Career QnA

Read about the career choices our mentors have made to become established biotech professionals. Each month, a new mentor will share their career journeys and advice for those wishing to follow in their footsteps.

Dr. Julian Davies

Jessica Zhang - Sunday, July 31, 2011

As a distinguished Professor Emeritus in the Microbiology and Immunology department at the University of British Columbia, Dr. Julian Davies has led an amazing career and shares his experiences in biotech with us.  We are led into the height of research in antibiotics and vaccines with regard to the growth in the biotechnology industry in the late 20th century through this month's Career Q&A

My life and good times in Biotech.

In 1956 I obtained my PhD in Organic Chemistry at Nottingham University, having worked on the chemical synthesis of two fungal products, flaviolin and sterigmatocystin. We had no idea that the latter molecule was the immediate precursor of the highly toxic aflatoxin! I produced many grams of sterigmatocystin by fermentation in large flasks and submitted the compound to various forms of chemical modification and degradation, such as hydrolysis, methylation with dimethyl sulfate and reduction using a variety of reactions. Everything was weighed in open balances with spatulas that were usually wiped out on one's tie (required dress in the lab; lab coats were non-existent). Precautions were few and far between, but apart from a few burned hands, we all survived. Postdoctoral positions followed, at Columbia University in New York and the University of Wisconsin Madison, to learn more about organic synthesis. No one thought about how and why the compounds were made.

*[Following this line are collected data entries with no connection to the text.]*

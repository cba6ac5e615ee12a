//! Thin blocking HTTP client over the shared request specification.
//!
//! # Design
//! `ApiClient` borrows the process-wide `RequestSpec` and owns one `ureq`
//! agent configured from it. Each verb method performs exactly one round-trip
//! and returns the raw `ApiResponse`: non-2xx statuses come back as data, not
//! errors, so the caller decides what counts as failure. Only transport
//! problems (connect, DNS, TLS, timeout, body read) surface as `Err`.

use serde::Serialize;
use ureq::typestate::WithBody;
use ureq::RequestBuilder;

use crate::error::HarnessError;
use crate::http::{ApiResponse, HttpMethod};
use crate::report;
use crate::spec::{RequestSpec, ResponseSpec};

type UreqResult = Result<ureq::http::Response<ureq::Body>, ureq::Error>;

#[derive(Clone)]
pub struct ApiClient<'a> {
    spec: &'a RequestSpec,
    agent: ureq::Agent,
}

impl<'a> ApiClient<'a> {
    pub fn new(spec: &'a RequestSpec) -> Self {
        let agent = ureq::Agent::config_builder()
            .http_status_as_error(false)
            .timeout_global(Some(spec.timeout))
            .build()
            .new_agent();
        Self { spec, agent }
    }

    pub fn spec(&self) -> &RequestSpec {
        self.spec
    }

    pub fn get(&self, path: &str) -> Result<ApiResponse, HarnessError> {
        self.send(HttpMethod::Get, path, None, None)
    }

    /// GET with a single query parameter, e.g. `/posts?userId=1`.
    pub fn get_with_param(
        &self,
        path: &str,
        name: &str,
        value: impl ToString,
    ) -> Result<ApiResponse, HarnessError> {
        let value = value.to_string();
        self.send(HttpMethod::Get, path, Some((name, value.as_str())), None)
    }

    pub fn post<B: Serialize + ?Sized>(&self, path: &str, body: &B) -> Result<ApiResponse, HarnessError> {
        self.send(HttpMethod::Post, path, None, Some(encode(body)?))
    }

    pub fn put<B: Serialize + ?Sized>(&self, path: &str, body: &B) -> Result<ApiResponse, HarnessError> {
        self.send(HttpMethod::Put, path, None, Some(encode(body)?))
    }

    pub fn patch<B: Serialize + ?Sized>(&self, path: &str, body: &B) -> Result<ApiResponse, HarnessError> {
        self.send(HttpMethod::Patch, path, None, Some(encode(body)?))
    }

    pub fn delete(&self, path: &str) -> Result<ApiResponse, HarnessError> {
        self.send(HttpMethod::Delete, path, None, None)
    }

    /// Dispatch on a verb name (case-insensitive), then validate the response
    /// against `expect`. An unknown verb fails before any network I/O. The
    /// body is ignored for GET and DELETE; a missing body for POST, PUT or
    /// PATCH sends an empty request body.
    pub fn execute_and_validate<B: Serialize + ?Sized>(
        &self,
        method: &str,
        path: &str,
        body: Option<&B>,
        expect: &ResponseSpec,
    ) -> Result<ApiResponse, HarnessError> {
        let method: HttpMethod = method.parse()?;
        let payload = match body {
            Some(body) if method.has_body() => Some(encode(body)?),
            _ => None,
        };
        let response = self.send(method, path, None, payload)?;
        expect.validate(response)
    }

    fn send(
        &self,
        method: HttpMethod,
        path: &str,
        query: Option<(&str, &str)>,
        body: Option<Vec<u8>>,
    ) -> Result<ApiResponse, HarnessError> {
        let url = match query {
            Some((name, value)) => format!("{}?{name}={value}", self.spec.url(path)),
            None => self.spec.url(path),
        };
        let base = self.spec.url(path);

        if self.spec.log_detail.enabled() {
            let rendered = render_request(self.spec, method, &url, body.as_deref());
            tracing::info!("request\n{rendered}");
            report::attach("Request", rendered);
        }

        let transport = |source: ureq::Error| HarnessError::Transport {
            method,
            url: url.clone(),
            source,
        };

        let result: UreqResult = match method {
            HttpMethod::Get => self.prepare(self.agent.get(&base), query).call(),
            HttpMethod::Delete => self.prepare(self.agent.delete(&base), query).call(),
            HttpMethod::Post => send_body(self.prepare(self.agent.post(&base), query), body),
            HttpMethod::Put => send_body(self.prepare(self.agent.put(&base), query), body),
            HttpMethod::Patch => send_body(self.prepare(self.agent.patch(&base), query), body),
        };
        let mut response = result.map_err(transport)?;

        let status = response.status().as_u16();
        let headers = response
            .headers()
            .iter()
            .map(|(name, value)| {
                (
                    name.as_str().to_string(),
                    String::from_utf8_lossy(value.as_bytes()).into_owned(),
                )
            })
            .collect();
        let body = response.body_mut().read_to_string().map_err(transport)?;
        tracing::debug!(%method, %url, status, "response received");

        Ok(ApiResponse {
            method,
            url,
            status,
            headers,
            body,
        })
    }

    /// Merge the request spec's headers and the optional query parameter.
    fn prepare<S>(&self, builder: RequestBuilder<S>, query: Option<(&str, &str)>) -> RequestBuilder<S> {
        let builder = self
            .spec
            .all_headers()
            .fold(builder, |builder, (name, value)| builder.header(name, value));
        match query {
            Some((name, value)) => builder.query(name, value),
            None => builder,
        }
    }
}

fn send_body(builder: RequestBuilder<WithBody>, body: Option<Vec<u8>>) -> UreqResult {
    match body {
        Some(bytes) => builder.send(&bytes[..]),
        None => builder.send_empty(),
    }
}

fn encode<B: Serialize + ?Sized>(body: &B) -> Result<Vec<u8>, HarnessError> {
    serde_json::to_vec(body).map_err(HarnessError::Encode)
}

/// Request line, then headers and body as the spec's log detail allows.
fn render_request(spec: &RequestSpec, method: HttpMethod, url: &str, body: Option<&[u8]>) -> String {
    let mut out = format!("{method} {url}");
    if spec.log_detail.headers() {
        for (name, value) in spec.all_headers() {
            out.push_str(&format!("\n{name}: {value}"));
        }
    }
    if let Some(body) = body.filter(|_| spec.log_detail.body()) {
        out.push_str("\n\n");
        out.push_str(&String::from_utf8_lossy(body));
    }
    out
}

In 1959 I returned to the UK for a lectureship in chemistry at the University of Manchester Institute of Technology. General dissatisfaction with what was being done in organic chemistry in Manchester led me to an interest in the biosynthesis of natural products.  A well-known microbiologist at Manchester University, Milton Salton, invited me to work in his lab in my spare time to learn about growing bacteria, isolating cell walls and organelles.  In a short time I was hooked, and Milton arranged for me to go to the lab of Bernie Davis in the Department of Bacteriology and Immunology at Harvard Medical School where I worked on the mode of action of the antibiotic streptomycin; this was really exciting stuff! After 3 years I moved on to the lab of François Jacob at the Pasteur Institute to learn some bacterial genetics.

I finally embarked on a serious career in 1967 when I accepted a position in the Biochemistry Department at the University of Wisconsin, arriving in Madison just as antiwar riots were beginning. Antibiotic resistance was becoming an increasingly serious problem in the late 1960s and I secured funding to work on the topic. This was an exciting time in science. Molecular biology was becoming the vogue (much to the chagrin of the fusty old biochemists) and in 1973 the work of Cohen and Boyer laid open the wonders of recombinant DNA. Our work on antibiotic resistance and transposons was of great interest with respect to horizontal gene transfer, and since I knew something about cloning, I participated in the 1975 Asilomar Conference, setting out the first recommendations (“restrictions”) for recombinant DNA research. We were already cloning antibiotic resistance markers into plasmids and were routinely using cloning for a variety of research topics in the lab. (A good friend of mine in Madison cloned turkey DNA into E.coli for US Thanksgiving in 1976!) Given the importance of specific DNA cutting to genetic manipulation, we came up with the idea that hospital isolates of bacteria would likely possess different kinds of restriction enzymes; having a good collection of strains and a simple way for identifying restriction patterns, one of my students quickly discovered PstI, KpnI, and MboI activities in 1976.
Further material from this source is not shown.